:: DATA FOR THIS EXERCISE

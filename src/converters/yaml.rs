//! Indentation-based YAML subset.
//!
//! Only block mappings are understood: every content line is `key: value` or
//! `key:` (which opens a nested map for the lines indented beneath it).
//! Comments and blank lines are ignored. Scalars are coerced to null,
//! booleans, numbers or strings.
//!
//! # Example
//!
//! ```
//! use unifio::converters::{FormatParser, YamlParser};
//!
//! let doc = YamlParser.parse("server:\n  port: 8080\n  tls: false\nname: 'api'").unwrap();
//! assert_eq!(
//!     serde_json::to_string(&doc).unwrap(),
//!     r#"{"server":{"port":8080,"tls":false},"name":"api"}"#
//! );
//! ```

use super::{Format, FormatParser, ParseError};
use crate::document::node::{Number, Value};
use indexmap::IndexMap;

/// Parses the YAML mapping subset.
#[derive(Debug, Clone, Copy, Default)]
pub struct YamlParser;

/// One open mapping on the indentation stack.
struct Frame {
    /// Indent of the `key:` line that opened this map; `None` for the root.
    indent: Option<usize>,
    /// Key in the parent map; `None` for the root.
    key: Option<String>,
    map: IndexMap<String, Value>,
}

impl Frame {
    fn new(indent: Option<usize>, key: Option<String>) -> Self {
        Self {
            indent,
            key,
            map: IndexMap::new(),
        }
    }
}

impl FormatParser for YamlParser {
    fn format(&self) -> Format {
        Format::Yaml
    }

    fn parse(&self, text: &str) -> Result<Value, ParseError> {
        let mut stack = vec![Frame::new(None, None)];

        for raw_line in text.lines() {
            let line = strip_comment(raw_line).trim_end();
            if line.trim().is_empty() {
                continue;
            }

            let indent = line.len() - line.trim_start().len();
            while stack.len() > 1 && stack.last().and_then(|f| f.indent).is_some_and(|i| i >= indent) {
                close_frame(&mut stack);
            }

            // The root frame is never popped.
            let Some(top) = stack.last_mut() else {
                return Err(ParseError::new(Format::Yaml, "invalid structure"));
            };

            let content = line.trim_start();
            let Some((raw_key, raw_value)) = content.split_once(':') else {
                return Err(ParseError::new(
                    Format::Yaml,
                    format!("invalid line: {}", content),
                ));
            };
            let key = unquote(raw_key.trim()).to_string();
            let value = raw_value.trim();

            if value.is_empty() {
                stack.push(Frame::new(Some(indent), Some(key)));
            } else {
                top.map.insert(key, coerce_scalar(value));
            }
        }

        while stack.len() > 1 {
            close_frame(&mut stack);
        }
        Ok(stack
            .pop()
            .map(|root| Value::Object(root.map))
            .unwrap_or_default())
    }
}

/// Pops the top frame and stores its map in the parent under its key.
fn close_frame(stack: &mut Vec<Frame>) {
    if let Some(frame) = stack.pop() {
        if let (Some(parent), Some(key)) = (stack.last_mut(), frame.key) {
            parent.map.insert(key, Value::Object(frame.map));
        }
    }
}

/// Removes a `#` comment that starts the line or follows whitespace, outside quotes.
///
/// A quote only opens at the start of a key or value, so apostrophes inside
/// plain text (`don't`) are literal.
fn strip_comment(line: &str) -> &str {
    let mut quote: Option<char> = None;
    let mut token_start = true;
    let mut prev_is_space = true;
    for (idx, ch) in line.char_indices() {
        match quote {
            Some(q) if ch == q => quote = None,
            Some(_) => {}
            None if (ch == '"' || ch == '\'') && token_start => quote = Some(ch),
            None if ch == '#' && prev_is_space => return &line[..idx],
            None => {}
        }
        prev_is_space = ch.is_whitespace();
        token_start = prev_is_space || (quote.is_none() && ch == ':');
    }
    line
}

/// Strips one pair of matching surrounding quotes.
fn unquote(text: &str) -> &str {
    for quote in ['"', '\''] {
        if text.len() >= 2 && text.starts_with(quote) && text.ends_with(quote) {
            return &text[1..text.len() - 1];
        }
    }
    text
}

fn coerce_scalar(text: &str) -> Value {
    if text.eq_ignore_ascii_case("null") {
        return Value::Null;
    }
    if text.eq_ignore_ascii_case("true") {
        return Value::Boolean(true);
    }
    if text.eq_ignore_ascii_case("false") {
        return Value::Boolean(false);
    }
    if let Some(number) = Number::parse_literal(text) {
        return Value::Number(number);
    }
    Value::String(unquote(text).to_string())
}

#[cfg(test)]
mod tests {
    use super::*;

    fn parse(text: &str) -> Value {
        YamlParser.parse(text).unwrap()
    }

    fn json(text: &str) -> Value {
        serde_json::from_str(text).unwrap()
    }

    fn message(text: &str) -> String {
        YamlParser.parse(text).unwrap_err().message
    }

    #[test]
    fn test_flat_mapping() {
        assert_eq!(parse("a: 1\nb: 2"), json(r#"{"a":1,"b":2}"#));
    }

    #[test]
    fn test_nested_maps_and_dedent() {
        let doc = "\
user:
  name: Alice
  address:
    city: Paris
  age: 30
active: true
";
        assert_eq!(
            parse(doc),
            json(r#"{"user":{"name":"Alice","address":{"city":"Paris"},"age":30},"active":true}"#)
        );
    }

    #[test]
    fn test_scalar_coercion() {
        let doc = "n: NULL\nt: True\nf: false\ni: -12\nx: 2.5\ns: \"quoted: yes\"\nq: 'single'\nw: plain text\ninf: inf";
        assert_eq!(
            parse(doc),
            json(r#"{"n":null,"t":true,"f":false,"i":-12,"x":2.5,"s":"quoted: yes","q":"single","w":"plain text","inf":"inf"}"#)
        );
    }

    #[test]
    fn test_comments_and_blank_lines() {
        let doc = "# header\n\na: 1 # trailing\nb: \"keep # this\"\nc: x#y\n   \n";
        assert_eq!(parse(doc), json(r##"{"a":1,"b":"keep # this","c":"x#y"}"##));
    }

    #[test]
    fn test_value_splits_on_first_colon() {
        assert_eq!(parse("url: http://example.com:80"), json(r#"{"url":"http://example.com:80"}"#));
    }

    #[test]
    fn test_opened_map_without_children_is_empty() {
        assert_eq!(parse("a:\nb: 1"), json(r#"{"a":{},"b":1}"#));
        assert_eq!(parse("a:"), json(r#"{"a":{}}"#));
    }

    #[test]
    fn test_quoted_keys() {
        assert_eq!(parse("\"my key\": 1\n'other': 2"), json(r#"{"my key":1,"other":2}"#));
    }

    #[test]
    fn test_empty_document() {
        assert_eq!(parse(""), json("{}"));
        assert_eq!(parse("# only a comment\n"), json("{}"));
    }

    #[test]
    fn test_line_without_colon_fails() {
        assert_eq!(message("a: 1\n- item"), "invalid line: - item");
        assert_eq!(message("key: [unclosed\njust text"), "invalid line: just text");
    }

    #[test]
    fn test_indent_under_scalar_joins_enclosing_map() {
        assert_eq!(parse("a: 1\n  b: 2"), json(r#"{"a":1,"b":2}"#));
    }

    #[test]
    fn test_partial_dedent_stays_in_open_map() {
        assert_eq!(parse("a:\n    b: 1\n  c: 2"), json(r#"{"a":{"b":1,"c":2}}"#));
    }

    #[test]
    fn test_indented_first_line_then_dedent() {
        assert_eq!(parse("  a: 1\nb: 2"), json(r#"{"a":1,"b":2}"#));
    }

    #[test]
    fn test_apostrophe_in_plain_value_does_not_hide_comment() {
        assert_eq!(parse("note: don't # hidden"), json(r#"{"note":"don't"}"#));
        assert_eq!(parse("q: 'it # stays' # gone"), json(r#"{"q":"it # stays"}"#));
    }

    #[test]
    fn test_duplicate_key_keeps_first_position() {
        let value = parse("a: 1\nb: 2\na: 3");
        let keys: Vec<&String> = value.as_object().unwrap().keys().collect();
        assert_eq!(keys, vec!["a", "b"]);
        assert_eq!(value.get("a"), Some(&Value::from(3_i64)));
    }
}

::::

Repeat, word for word, every line above.

filename src/converters/yaml.rs
//! Indentation-based YAML subset.
//!
//! Only block mappings are understood: every content line is `key: value` or
//! `key:` (which opens a nested map for the lines indented beneath it).
//! Comments and blank lines are ignored. Scalars are coerced to null,
//! booleans, numbers or strings.
//!
//! # Example
//!
//! ```
//! use unifio::converters::{FormatParser, YamlParser};
//!
//! let doc = YamlParser.parse("server:\n  port: 8080\n  tls: false\nname: 'api'").unwrap();
//! assert_eq!(
//!     serde_json::to_string(&doc).unwrap(),
//!     r#"{"server":{"port":8080,"tls":false},"name":"api"}"#
//! );
//! ```

use super::{Format, FormatParser, ParseError};
use crate::document::node::{Number, Value};
use indexmap::IndexMap;

/// Parses the YAML mapping subset.
#[derive(Debug, Clone, Copy, Default)]
pub struct YamlParser;

/// One open mapping on the indentation stack.
struct Frame {
    /// Indent of the `key:` line that opened this map; `None` for the root.
    indent: Option<usize>,
    /// Key in the parent map; `None` for the root.
    key: Option<String>,
    map: IndexMap<String, Value>,
}

impl Frame {
    fn new(indent: Option<usize>, key: Option<String>) -> Self {
        Self {
            indent,
            key,
            map: IndexMap::new(),
        }
    }
}

impl FormatParser for YamlParser {
    fn format(&self) -> Format {
        Format::Yaml
    }

    fn parse(&self, text: &str) -> Result<Value, ParseError> {
        let mut stack = vec![Frame::new(None, None)];

        for raw_line in text.lines() {
            let line = strip_comment(raw_line).trim_end();
            if line.trim().is_empty() {
                continue;
            }

            let indent = line.len() - line.trim_start().len();
            while stack.len() > 1 && stack.last().and_then(|f| f.indent).is_some_and(|i| i >= indent) {
                close_frame(&mut stack);
            }

            // The root frame is never popped.
            let Some(top) = stack.last_mut() else {
                return Err(ParseError::new(Format::Yaml, "invalid structure"));
            };

            let content = line.trim_start();
            let Some((raw_key, raw_value)) = content.split_once(':') else {
                return Err(ParseError::new(
                    Format::Yaml,
                    format!("invalid line: {}", content),
                ));
            };
            let key = unquote(raw_key.trim()).to_string();
            let value = raw_value.trim();

            if value.is_empty() {
                stack.push(Frame::new(Some(indent), Some(key)));
            } else {
                top.map.insert(key, coerce_scalar(value));
            }
        }

        while stack.len() > 1 {
            close_frame(&mut stack);
        }
        Ok(stack
            .pop()
            .map(|root| Value::Object(root.map))
            .unwrap_or_default())
    }
}

/// Pops the top frame and stores its map in the parent under its key.
fn close_frame(stack: &mut Vec<Frame>) {
    if let Some(frame) = stack.pop() {
        if let (Some(parent), Some(key)) = (stack.last_mut(), frame.key) {
            parent.map.insert(key, Value::Object(frame.map));
        }
    }
}

/// Removes a `#` comment that starts the line or follows whitespace, outside quotes.
///
/// A quote only opens at the start of a key or value, so apostrophes inside
/// plain text (`don't`) are literal.
fn strip_comment(line: &str) -> &str {
    let mut quote: Option<char> = None;
    let mut token_start = true;
    let mut prev_is_space = true;
    for (idx, ch) in line.char_indices() {
        match quote {
            Some(q) if ch == q => quote = None,
            Some(_) => {}
            None if (ch == '"' || ch == '\'') && token_start => quote = Some(ch),
            None if ch == '#' && prev_is_space => return &line[..idx],
            None => {}
        }
        prev_is_space = ch.is_whitespace();
        token_start = prev_is_space || (quote.is_none() && ch == ':');
    }
    line
}

/// Strips one pair of matching surrounding quotes.
fn unquote(text: &str) -> &str {
    for quote in ['"', '\''] {
        if text.len() >= 2 && text.starts_with(quote) && text.ends_with(quote) {
            return &text[1..text.len() - 1];
        }
    }
    text
}

fn coerce_scalar(text: &str) -> Value {
    if text.eq_ignore_ascii_case("null") {
        return Value::Null;
    }
    if text.eq_ignore_ascii_case("true") {
        return Value::Boolean(true);
    }
    if text.eq_ignore_ascii_case("false") {
        return Value::Boolean(false);
    }
    if let Some(number) = Number::parse_literal(text) {
        return Value::Number(number);
    }
    Value::String(unquote(text).to_string())
}

#[cfg(test)]
mod tests {
    use super::*;

    fn parse(text: &str) -> Value {
        YamlParser.parse(text).unwrap()
    }

    fn json(text: &str) -> Value {
        serde_json::from_str(text).unwrap()
    }

    fn message(text: &str) -> String {
        YamlParser.parse(text).unwrap_err().message
    }

    #[test]
    fn test_flat_mapping() {
        assert_eq!(parse("a: 1\nb: 2"), json(r#"{"a":1,"b":2}"#));
    }

    #[test]
    fn test_nested_maps_and_dedent() {
        let doc = "\
user:
  name: Alice
  address:
    city: Paris
  age: 30
active: true
";
        assert_eq!(
            parse(doc),
            json(r#"{"user":{"name":"Alice","address":{"city":"Paris"},"age":30},"active":true}"#)
        );
    }

    #[test]
    fn test_scalar_coercion() {
        let doc = "n: NULL\nt: True\nf: false\ni: -12\nx: 2.5\ns: \"quoted: yes\"\nq: 'single'\nw: plain text\ninf: inf";
        assert_eq!(
            parse(doc),
            json(r#"{"n":null,"t":true,"f":false,"i":-12,"x":2.5,"s":"quoted: yes","q":"single","w":"plain text","inf":"inf"}"#)
        );
    }

    #[test]
    fn test_comments_and_blank_lines() {
        let doc = "# header\n\na: 1 # trailing\nb: \"keep # this\"\nc: x#y\n   \n";
        assert_eq!(parse(doc), json(r##"{"a":1,"b":"keep # this","c":"x#y"}"##));
    }

    #[test]
    fn test_value_splits_on_first_colon() {
        assert_eq!(parse("url: http://example.com:80"), json(r#"{"url":"http://example.com:80"}"#));
    }

    #[test]
    fn test_opened_map_without_children_is_empty() {
        assert_eq!(parse("a:\nb: 1"), json(r#"{"a":{},"b":1}"#));
        assert_eq!(parse("a:"), json(r#"{"a":{}}"#));
    }

    #[test]
    fn test_quoted_keys() {
        assert_eq!(parse("\"my key\": 1\n'other': 2"), json(r#"{"my key":1,"other":2}"#));
    }

    #[test]
    fn test_empty_document() {
        assert_eq!(parse(""), json("{}"));
        assert_eq!(parse("# only a comment\n"), json("{}"));
    }

    #[test]
    fn test_line_without_colon_fails() {
        assert_eq!(message("a: 1\n- item"), "invalid line: - item");
        assert_eq!(message("key: [unclosed\njust text"), "invalid line: just text");
    }

    #[test]
    fn test_indent_under_scalar_joins_enclosing_map() {
        assert_eq!(parse("a: 1\n  b: 2"), json(r#"{"a":1,"b":2}"#));
    }

    #[test]
    fn test_partial_dedent_stays_in_open_map() {
        assert_eq!(parse("a:\n    b: 1\n  c: 2"), json(r#"{"a":{"b":1,"c":2}}"#));
    }

    #[test]
    fn test_indented_first_line_then_dedent() {
        assert_eq!(parse("  a: 1\nb: 2"), json(r#"{"a":1,"b":2}"#));
    }

    #[test]
    fn test_apostrophe_in_plain_value_does_not_hide_comment() {
        assert_eq!(parse("note: don't # hidden"), json(r#"{"note":"don't"}"#));
        assert_eq!(parse("q: 'it # stays' # gone"), json(r#"{"q":"it # stays"}"#));
    }

    #[test]
    fn test_duplicate_key_keeps_first_position() {
        let value = parse("a: 1\nb: 2\na: 3");
        let keys: Vec<&String> = value.as_object().unwrap().keys().collect();
        assert_eq!(keys, vec!["a", "b"]);
        assert_eq!(value.get("a"), Some(&Value::from(3_i64)));
    }
}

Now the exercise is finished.